TASK OBJECTIVE: Select the lines below containing the word "usize".
━━━ SOURCE MATERIAL ━━━
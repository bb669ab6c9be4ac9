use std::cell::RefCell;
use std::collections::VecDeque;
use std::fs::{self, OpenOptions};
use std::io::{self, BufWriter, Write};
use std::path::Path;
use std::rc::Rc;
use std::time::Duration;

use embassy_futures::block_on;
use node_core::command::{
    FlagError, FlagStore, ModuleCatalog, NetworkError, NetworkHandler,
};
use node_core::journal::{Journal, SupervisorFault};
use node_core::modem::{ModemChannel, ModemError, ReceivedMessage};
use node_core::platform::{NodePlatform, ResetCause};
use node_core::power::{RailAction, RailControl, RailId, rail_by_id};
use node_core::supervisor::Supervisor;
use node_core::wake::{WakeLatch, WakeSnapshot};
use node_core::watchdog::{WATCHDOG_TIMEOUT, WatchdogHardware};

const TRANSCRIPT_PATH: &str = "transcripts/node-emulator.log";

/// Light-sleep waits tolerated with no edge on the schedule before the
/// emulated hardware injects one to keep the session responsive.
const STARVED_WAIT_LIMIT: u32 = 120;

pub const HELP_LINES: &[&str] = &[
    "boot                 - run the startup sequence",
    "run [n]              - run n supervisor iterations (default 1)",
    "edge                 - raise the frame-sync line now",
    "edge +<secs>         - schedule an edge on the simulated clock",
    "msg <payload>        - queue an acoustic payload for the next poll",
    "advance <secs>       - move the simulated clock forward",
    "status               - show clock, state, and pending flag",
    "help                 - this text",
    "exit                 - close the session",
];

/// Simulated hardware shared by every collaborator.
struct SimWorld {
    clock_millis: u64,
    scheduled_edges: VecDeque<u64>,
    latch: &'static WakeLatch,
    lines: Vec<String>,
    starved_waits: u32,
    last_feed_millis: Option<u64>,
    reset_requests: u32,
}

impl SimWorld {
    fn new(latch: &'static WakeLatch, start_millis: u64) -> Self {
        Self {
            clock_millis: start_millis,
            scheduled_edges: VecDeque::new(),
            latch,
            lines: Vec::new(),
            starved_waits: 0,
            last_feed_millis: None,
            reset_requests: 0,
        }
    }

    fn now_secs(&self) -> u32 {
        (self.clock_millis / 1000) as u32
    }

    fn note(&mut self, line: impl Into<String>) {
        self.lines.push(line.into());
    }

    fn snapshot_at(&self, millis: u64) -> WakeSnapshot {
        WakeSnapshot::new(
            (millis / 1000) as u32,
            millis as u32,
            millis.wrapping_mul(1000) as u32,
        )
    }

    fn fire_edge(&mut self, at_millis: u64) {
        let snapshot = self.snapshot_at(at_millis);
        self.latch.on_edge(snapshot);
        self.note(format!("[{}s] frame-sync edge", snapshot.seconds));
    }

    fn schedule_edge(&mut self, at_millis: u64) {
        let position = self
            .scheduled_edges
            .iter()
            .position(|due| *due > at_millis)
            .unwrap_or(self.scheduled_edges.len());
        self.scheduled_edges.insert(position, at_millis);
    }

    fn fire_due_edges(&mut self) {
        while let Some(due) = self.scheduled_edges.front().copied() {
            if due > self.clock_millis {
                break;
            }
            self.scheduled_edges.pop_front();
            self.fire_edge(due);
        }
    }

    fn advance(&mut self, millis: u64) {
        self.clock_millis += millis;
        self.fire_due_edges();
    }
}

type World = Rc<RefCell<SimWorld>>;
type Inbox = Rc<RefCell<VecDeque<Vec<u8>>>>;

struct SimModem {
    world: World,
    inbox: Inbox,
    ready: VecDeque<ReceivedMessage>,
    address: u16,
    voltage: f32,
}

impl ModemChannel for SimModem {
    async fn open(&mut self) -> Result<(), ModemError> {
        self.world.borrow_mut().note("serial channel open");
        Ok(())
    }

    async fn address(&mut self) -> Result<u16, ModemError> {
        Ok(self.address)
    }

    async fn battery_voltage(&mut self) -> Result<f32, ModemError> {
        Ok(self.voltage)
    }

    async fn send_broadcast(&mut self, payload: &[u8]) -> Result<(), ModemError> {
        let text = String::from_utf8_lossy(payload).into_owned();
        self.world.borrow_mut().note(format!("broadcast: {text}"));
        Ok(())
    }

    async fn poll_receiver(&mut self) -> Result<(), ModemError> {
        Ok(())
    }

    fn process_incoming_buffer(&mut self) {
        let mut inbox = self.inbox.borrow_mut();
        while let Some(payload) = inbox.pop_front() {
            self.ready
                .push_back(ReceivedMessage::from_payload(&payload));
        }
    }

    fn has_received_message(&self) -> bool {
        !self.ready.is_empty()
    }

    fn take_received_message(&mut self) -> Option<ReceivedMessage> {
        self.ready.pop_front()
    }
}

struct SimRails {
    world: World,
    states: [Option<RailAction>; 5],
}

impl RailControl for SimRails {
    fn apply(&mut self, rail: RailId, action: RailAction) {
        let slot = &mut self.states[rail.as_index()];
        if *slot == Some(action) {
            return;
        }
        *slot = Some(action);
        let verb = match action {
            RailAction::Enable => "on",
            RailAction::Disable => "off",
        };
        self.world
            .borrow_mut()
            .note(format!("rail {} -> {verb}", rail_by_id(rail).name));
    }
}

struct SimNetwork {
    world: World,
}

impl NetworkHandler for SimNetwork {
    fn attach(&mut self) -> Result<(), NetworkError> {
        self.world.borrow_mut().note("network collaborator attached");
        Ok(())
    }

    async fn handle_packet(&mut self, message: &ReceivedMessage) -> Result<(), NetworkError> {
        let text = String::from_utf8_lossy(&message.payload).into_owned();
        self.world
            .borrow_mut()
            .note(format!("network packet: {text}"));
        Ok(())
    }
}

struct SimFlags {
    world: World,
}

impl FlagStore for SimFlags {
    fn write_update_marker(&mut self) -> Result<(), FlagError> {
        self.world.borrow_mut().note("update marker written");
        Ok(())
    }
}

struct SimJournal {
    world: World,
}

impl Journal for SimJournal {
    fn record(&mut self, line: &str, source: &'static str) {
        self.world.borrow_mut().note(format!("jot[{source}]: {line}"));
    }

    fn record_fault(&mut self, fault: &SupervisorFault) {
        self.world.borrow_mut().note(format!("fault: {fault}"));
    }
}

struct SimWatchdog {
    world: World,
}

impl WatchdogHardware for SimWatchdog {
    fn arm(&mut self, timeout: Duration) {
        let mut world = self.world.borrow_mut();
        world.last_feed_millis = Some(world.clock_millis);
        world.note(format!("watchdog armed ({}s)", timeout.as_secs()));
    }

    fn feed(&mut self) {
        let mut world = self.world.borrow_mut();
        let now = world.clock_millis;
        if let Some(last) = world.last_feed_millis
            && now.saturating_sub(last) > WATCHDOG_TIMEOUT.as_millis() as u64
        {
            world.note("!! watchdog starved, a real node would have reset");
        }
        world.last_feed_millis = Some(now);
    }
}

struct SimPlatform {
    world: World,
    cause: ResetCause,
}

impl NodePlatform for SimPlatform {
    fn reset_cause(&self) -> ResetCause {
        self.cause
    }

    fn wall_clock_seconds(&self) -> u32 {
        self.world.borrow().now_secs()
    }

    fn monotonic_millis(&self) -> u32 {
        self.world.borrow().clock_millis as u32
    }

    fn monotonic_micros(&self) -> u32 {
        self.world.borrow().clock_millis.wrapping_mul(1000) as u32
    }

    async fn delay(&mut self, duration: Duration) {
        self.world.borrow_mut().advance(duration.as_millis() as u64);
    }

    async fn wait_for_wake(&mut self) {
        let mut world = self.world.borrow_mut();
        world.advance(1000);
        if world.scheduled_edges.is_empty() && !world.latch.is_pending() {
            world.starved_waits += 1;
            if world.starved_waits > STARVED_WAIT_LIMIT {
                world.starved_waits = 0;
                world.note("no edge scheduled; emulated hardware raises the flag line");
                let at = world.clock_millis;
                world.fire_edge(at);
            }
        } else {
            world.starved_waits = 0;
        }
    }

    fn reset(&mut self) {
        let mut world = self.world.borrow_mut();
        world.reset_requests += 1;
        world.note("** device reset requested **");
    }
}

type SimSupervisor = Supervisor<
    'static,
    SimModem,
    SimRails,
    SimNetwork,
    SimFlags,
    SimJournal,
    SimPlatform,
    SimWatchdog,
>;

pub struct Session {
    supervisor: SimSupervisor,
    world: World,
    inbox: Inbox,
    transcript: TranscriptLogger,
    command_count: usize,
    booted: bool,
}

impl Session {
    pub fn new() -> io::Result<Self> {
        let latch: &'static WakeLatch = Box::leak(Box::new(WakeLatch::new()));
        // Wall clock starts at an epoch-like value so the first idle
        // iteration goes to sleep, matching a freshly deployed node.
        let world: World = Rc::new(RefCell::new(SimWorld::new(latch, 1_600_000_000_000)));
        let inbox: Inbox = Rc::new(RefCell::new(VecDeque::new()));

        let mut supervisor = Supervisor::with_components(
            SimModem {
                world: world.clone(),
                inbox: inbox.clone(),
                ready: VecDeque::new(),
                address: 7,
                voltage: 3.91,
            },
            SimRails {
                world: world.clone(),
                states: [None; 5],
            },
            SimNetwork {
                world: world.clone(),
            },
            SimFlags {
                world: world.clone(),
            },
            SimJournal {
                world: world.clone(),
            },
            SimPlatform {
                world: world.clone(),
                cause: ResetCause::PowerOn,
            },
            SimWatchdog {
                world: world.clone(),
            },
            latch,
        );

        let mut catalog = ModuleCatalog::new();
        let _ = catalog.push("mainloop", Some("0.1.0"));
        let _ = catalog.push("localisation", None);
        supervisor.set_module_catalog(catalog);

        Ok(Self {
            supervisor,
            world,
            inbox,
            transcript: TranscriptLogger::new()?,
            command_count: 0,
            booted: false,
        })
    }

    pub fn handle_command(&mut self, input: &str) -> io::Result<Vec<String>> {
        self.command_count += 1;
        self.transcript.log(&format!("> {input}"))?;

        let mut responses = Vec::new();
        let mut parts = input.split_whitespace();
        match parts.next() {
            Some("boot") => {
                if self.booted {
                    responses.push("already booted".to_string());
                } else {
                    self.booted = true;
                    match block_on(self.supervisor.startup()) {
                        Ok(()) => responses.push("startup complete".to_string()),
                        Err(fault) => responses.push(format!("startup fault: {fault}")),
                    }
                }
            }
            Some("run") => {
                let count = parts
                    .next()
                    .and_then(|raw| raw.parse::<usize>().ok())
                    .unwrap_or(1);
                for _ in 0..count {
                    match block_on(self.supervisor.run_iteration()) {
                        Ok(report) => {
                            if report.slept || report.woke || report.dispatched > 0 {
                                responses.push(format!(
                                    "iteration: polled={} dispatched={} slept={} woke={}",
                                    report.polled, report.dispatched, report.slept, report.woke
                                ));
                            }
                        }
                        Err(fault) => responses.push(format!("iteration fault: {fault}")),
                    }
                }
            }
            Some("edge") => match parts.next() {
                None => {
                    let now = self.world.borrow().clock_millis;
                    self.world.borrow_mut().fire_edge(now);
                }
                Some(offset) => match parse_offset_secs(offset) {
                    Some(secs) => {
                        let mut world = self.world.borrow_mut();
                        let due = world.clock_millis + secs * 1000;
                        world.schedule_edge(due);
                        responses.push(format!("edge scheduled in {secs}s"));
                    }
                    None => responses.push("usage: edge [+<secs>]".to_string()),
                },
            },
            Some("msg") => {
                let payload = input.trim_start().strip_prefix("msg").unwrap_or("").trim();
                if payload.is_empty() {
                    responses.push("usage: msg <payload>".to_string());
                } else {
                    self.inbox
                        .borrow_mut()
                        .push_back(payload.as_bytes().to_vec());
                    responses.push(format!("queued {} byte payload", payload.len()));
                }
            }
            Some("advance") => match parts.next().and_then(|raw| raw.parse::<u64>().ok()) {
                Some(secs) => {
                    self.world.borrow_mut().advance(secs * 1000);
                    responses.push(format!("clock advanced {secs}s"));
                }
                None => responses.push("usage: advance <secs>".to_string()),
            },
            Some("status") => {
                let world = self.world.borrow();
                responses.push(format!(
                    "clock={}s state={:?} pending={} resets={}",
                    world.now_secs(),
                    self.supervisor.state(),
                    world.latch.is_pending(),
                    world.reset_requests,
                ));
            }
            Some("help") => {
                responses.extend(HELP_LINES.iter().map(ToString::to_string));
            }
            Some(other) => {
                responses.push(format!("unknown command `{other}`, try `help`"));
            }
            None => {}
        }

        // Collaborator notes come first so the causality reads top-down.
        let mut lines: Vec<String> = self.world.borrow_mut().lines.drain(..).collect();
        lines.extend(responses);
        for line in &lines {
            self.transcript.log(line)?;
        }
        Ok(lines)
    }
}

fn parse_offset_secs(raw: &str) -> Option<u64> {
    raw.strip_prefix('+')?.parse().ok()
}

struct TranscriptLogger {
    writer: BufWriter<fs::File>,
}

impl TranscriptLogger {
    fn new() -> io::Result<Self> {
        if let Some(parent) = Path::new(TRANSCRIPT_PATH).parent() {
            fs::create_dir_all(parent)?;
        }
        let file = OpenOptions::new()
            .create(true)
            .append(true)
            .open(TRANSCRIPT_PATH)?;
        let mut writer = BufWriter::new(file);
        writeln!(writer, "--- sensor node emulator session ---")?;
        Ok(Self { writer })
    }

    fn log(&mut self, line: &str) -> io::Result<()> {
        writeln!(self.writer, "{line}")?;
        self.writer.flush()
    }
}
━━━
FINAL ANSWER:
    command_count: usize,
                    .and_then(|raw| raw.parse::<usize>().ok())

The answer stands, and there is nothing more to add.